While the strongest emphasis of the criminal career approach has been on generating a wealth of information about criminal careers, including factors related to their initiation, factors related to components of active offending activity, as well as factors related to career desistance or termination, the approach has important implications for informing policies and programs aimed at controlling or preventing crime and criminal behavior.
This research paper provides an opportunity to describe the criminal career approach as well as chart how the criminal career paradigm provides a useful vehicle for informing and facilitating the development of effective policies and practices aimed toward controlling and preventing crime and criminal behavior across the life course.
Introduction
The criminal career paradigm has emerged over the past three decades and is one of the most dominant perspectives for facilitating empirical research about criminal offending behavior. The modern understanding of the criminal career approach dates to work by Alfred Blumstein and colleagues (1986); however, the precursors to this form of thinking had its origins in prior work examining offending birth cohorts (cf. Wolfgang et al. 1972) as well as research examining controversial policy responses to crime (Greenwood and Abrahamse 1982).

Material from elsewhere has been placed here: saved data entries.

//! Cache-mediated memory access.
//!
//! Every memory access made while executing goes through here: fetches through
//! the instruction cache, operand loads and stores through the data cache.
//! Only the assembler writes memory directly.

use super::Cpu;
use crate::common::VECTOR_LANES;

impl Cpu {
    /// Fetches an instruction or operand byte through the instruction cache.
    #[inline]
    pub(crate) fn fetch(&mut self, addr: u8) -> u8 {
        self.icache.read(addr, &self.memory)
    }

    /// Loads a data byte through the data cache.
    #[inline]
    pub(crate) fn load(&mut self, addr: u8) -> u8 {
        self.dcache.read(addr, &self.memory)
    }

    /// Stores a data byte through the data cache and clears the cell's tag.
    ///
    /// The instruction cache snoops the store so a later fetch of the same
    /// cell sees the new byte.
    pub(crate) fn store(&mut self, addr: u8, value: u8) {
        self.dcache.write(addr, value, &mut self.memory);
        self.icache.snoop(addr, value);
        self.memory.clear_class(addr);
    }

    /// Addresses of the vector lanes starting at `start`.
    ///
    /// Lanes that would fall past the end of memory are `None` and are skipped
    /// by every vector instruction.
    pub(crate) fn lane_addresses(start: u8) -> [Option<u8>; VECTOR_LANES] {
        std::array::from_fn(|lane| start.checked_add(lane as u8))
    }
}
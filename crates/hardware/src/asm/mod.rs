//! Assembler and source-text tooling.
//!
//! Everything that reads or rewrites program text lives here:
//! 1. **Numerals:** Permissive base-aware parsing and rendering.
//! 2. **Assembly:** Source lines to a 256-cell memory image with classification tags.
//! 3. **Layout:** Per-line sizes and addresses for editors.
//! 4. **Conversion:** Rewriting literals from one base to another.
//! 5. **Files:** The `#HEX`/`#DEC` program file format.

/// Single-pass assembler.
pub mod assembler;

/// Base conversion of source lines.
pub mod convert;

/// Per-line addresses and overflow checks.
pub mod layout;

/// Line scanning shared by every pass.
pub mod line;

/// Numeral parsing and formatting.
pub mod numeral;

/// Program file format.
pub mod source;

pub use assembler::{Assembly, AssemblyReport, assemble, instruction_size};
pub use convert::convert_base;
pub use layout::{fit_lines, line_addresses};
pub use numeral::{format, parse_literal};
pub use source::SourceFile;
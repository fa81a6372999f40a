//! Serializable view of the whole machine.

use serde::Serialize;

use crate::common::{Base, VECTOR_LANES};
use crate::core::ExecState;
use crate::core::units::cache::CacheStats;
use crate::memory::Memory;

/// Point-in-time copy of registers, flags, caches and memory.
///
/// Drivers render this after a core call returns; the CLI prints it as JSON.
#[derive(Debug, Clone, PartialEq, Eq, Serialize)]
pub struct Snapshot {
    /// Accumulator.
    pub ac: u8,
    /// Program counter (may exceed 255 once the machine has faulted).
    pub pc: u16,
    /// Vector accumulator lanes.
    pub vac: [u8; VECTOR_LANES],
    /// Zero flag.
    pub zero: bool,
    /// Negative flag.
    pub negative: bool,
    /// Execution state.
    pub state: ExecState,
    /// Numeral base the program was assembled with.
    pub base: Base,
    /// Instruction cache view.
    pub icache: CacheStats,
    /// Data cache view.
    pub dcache: CacheStats,
    /// Memory cells and their classification tags.
    pub memory: Memory,
}
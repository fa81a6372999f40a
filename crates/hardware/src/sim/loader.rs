//! Program file loading and saving.
//!
//! This module moves program text between disk and the simulator. It performs:
//! 1. **Loading:** Reads a program file and splits off its `#HEX`/`#DEC` header.
//! 2. **Saving:** Writes a program back with a header for its current base.

use std::fs;
use std::path::Path;

use tracing::debug;

use crate::asm::SourceFile;
use crate::common::{Base, LoadError};

/// Reads a program file from disk.
///
/// # Arguments
///
/// * `path` - Path to the program file.
/// * `default_base` - Base used when the file has no header line.
///
/// # Errors
///
/// Returns [`LoadError::Io`] if the file cannot be read.
pub fn load_source(path: impl AsRef<Path>, default_base: Base) -> Result<SourceFile, LoadError> {
    let path = path.as_ref();
    let text = fs::read_to_string(path).map_err(|source| LoadError::Io {
        path: path.to_path_buf(),
        source,
    })?;
    let source = SourceFile::parse(&text, default_base);
    debug!(path = %path.display(), base = %source.base, lines = source.lines.len(), "loaded program");
    Ok(source)
}

/// Writes a program file to disk, header first.
///
/// # Errors
///
/// Returns [`LoadError::Io`] if the file cannot be written.
pub fn save_source(path: impl AsRef<Path>, source: &SourceFile) -> Result<(), LoadError> {
    let path = path.as_ref();
    fs::write(path, source.render()).map_err(|source| LoadError::Io {
        path: path.to_path_buf(),
        source,
    })
}
//! # Program File Format Tests

use neander_core::asm::SourceFile;
use neander_core::common::Base;
use pretty_assertions::assert_eq;

#[test]
fn hex_header_is_consumed() {
    let src = SourceFile::parse("#HEX\nLDA 1F\nHLT", Base::Dec);
    assert_eq!(src.base, Base::Hex);
    assert_eq!(src.lines, vec!["LDA 1F", "HLT"]);
}

#[test]
fn header_is_trimmed_and_case_insensitive() {
    let src = SourceFile::parse("  #dec  \r\nNOT\r\n", Base::Hex);
    assert_eq!(src.base, Base::Dec);
    assert_eq!(src.lines, vec!["NOT"]);
}

#[test]
fn missing_header_keeps_first_line() {
    let src = SourceFile::parse("LDA 10\nHLT", Base::Hex);
    assert_eq!(src.base, Base::Hex);
    assert_eq!(src.lines, vec!["LDA 10", "HLT"]);
}

#[test]
fn render_writes_header_first() {
    let src = SourceFile::new(Base::Dec, ["LDA 10", "HLT"]);
    assert_eq!(src.render(), "#DEC\nLDA 10\nHLT");
    assert_eq!(SourceFile::parse(&src.render(), Base::Hex), src);
}

#[test]
fn only_one_trailing_terminator_is_dropped() {
    let src = SourceFile::parse("NOT\n\n", Base::Dec);
    assert_eq!(src.lines, vec!["NOT", ""]);
    assert_eq!(SourceFile::parse("", Base::Dec).lines, vec![""]);
}
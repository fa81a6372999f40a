//! Source line scanning.
//!
//! Shared by the assembler, layout helpers and base converter so that every
//! pass agrees on what a line contains.

use crate::common::constants::COMMENT_CHAR;
use crate::isa::instruction::Mnemonic;

/// Returns the code portion of a line: everything before the first `;`, trimmed.
pub fn code(line: &str) -> &str {
    line.split(COMMENT_CHAR).next().unwrap_or_default().trim()
}

/// Returns the comment portion of a line (text after the first `;`), if any.
pub fn comment(line: &str) -> Option<&str> {
    line.split_once(COMMENT_CHAR).map(|(_, rest)| rest)
}

#[inline]
fn is_separator(c: char) -> bool {
    c.is_whitespace() || c == ','
}

/// Splits trimmed code on runs of whitespace and commas.
///
/// The first token is always present and may be empty when the code begins
/// with a comma. Later tokens are never empty.
pub fn tokens(code: &str) -> Vec<&str> {
    let mut parts = code.split(is_separator);
    let first = parts.next().unwrap_or_default();
    std::iter::once(first)
        .chain(parts.filter(|t| !t.is_empty()))
        .collect()
}

/// What a single non-blank line assembles to.
#[derive(Debug, Clone, Copy, PartialEq, Eq)]
pub enum LineKind<'a> {
    /// Blank or comment-only line: one zero cell.
    Blank,
    /// A mnemonic, with its operand token if one was written.
    Instruction {
        /// Decoded mnemonic.
        mnemonic: Mnemonic,
        /// Second token, unparsed.
        operand: Option<&'a str>,
    },
    /// Anything else is a data literal (the whole trimmed code).
    Literal(&'a str),
}

/// Classifies a source line.
pub fn classify(line: &str) -> LineKind<'_> {
    let code = code(line);
    if code.is_empty() {
        return LineKind::Blank;
    }
    let tokens = tokens(code);
    let candidate = tokens.first().copied().unwrap_or_default().to_uppercase();
    match Mnemonic::from_name(&candidate) {
        Some(mnemonic) => LineKind::Instruction {
            mnemonic,
            operand: tokens.get(1).copied(),
        },
        None => LineKind::Literal(code),
    }
}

The rise of the criminal career approach and the proliferation of research on aspects of criminal careers have coincided with the rise of the life course approach in Criminology. Life course Criminology, which incorporates Developmental Criminology (LeBlanc and Loeber 1998), represents an approach for examining offending behavior over time, through agegraded sequences as well as contexts that are both meaningful and subject to change (Piquero and Mazerolle 2001). According to this approach the life course incorporates age-graded roles, responsibilities, and institutional contexts and sequences that develop over time (Elder 1995). The life course approach provides a rich framework for understanding behavioral change and continuity over time and across the age-graded life span. It includes concepts such as trajectories over the life course as well as transitions and turning points (Sampson and Laub 1993).
A related way of conceptualizing the life course approach involves embracing the concept of offending pathways which vary over time and are influenced by a range of social contexts. Overall, the life course perspective presents unique opportunities for developing a comprehensive understanding of criminal behavior. The life course approach is entirely consistent with the criminal career paradigm, and both approaches have implications for informing policy directions aimed at preventing and controlling criminal behavior.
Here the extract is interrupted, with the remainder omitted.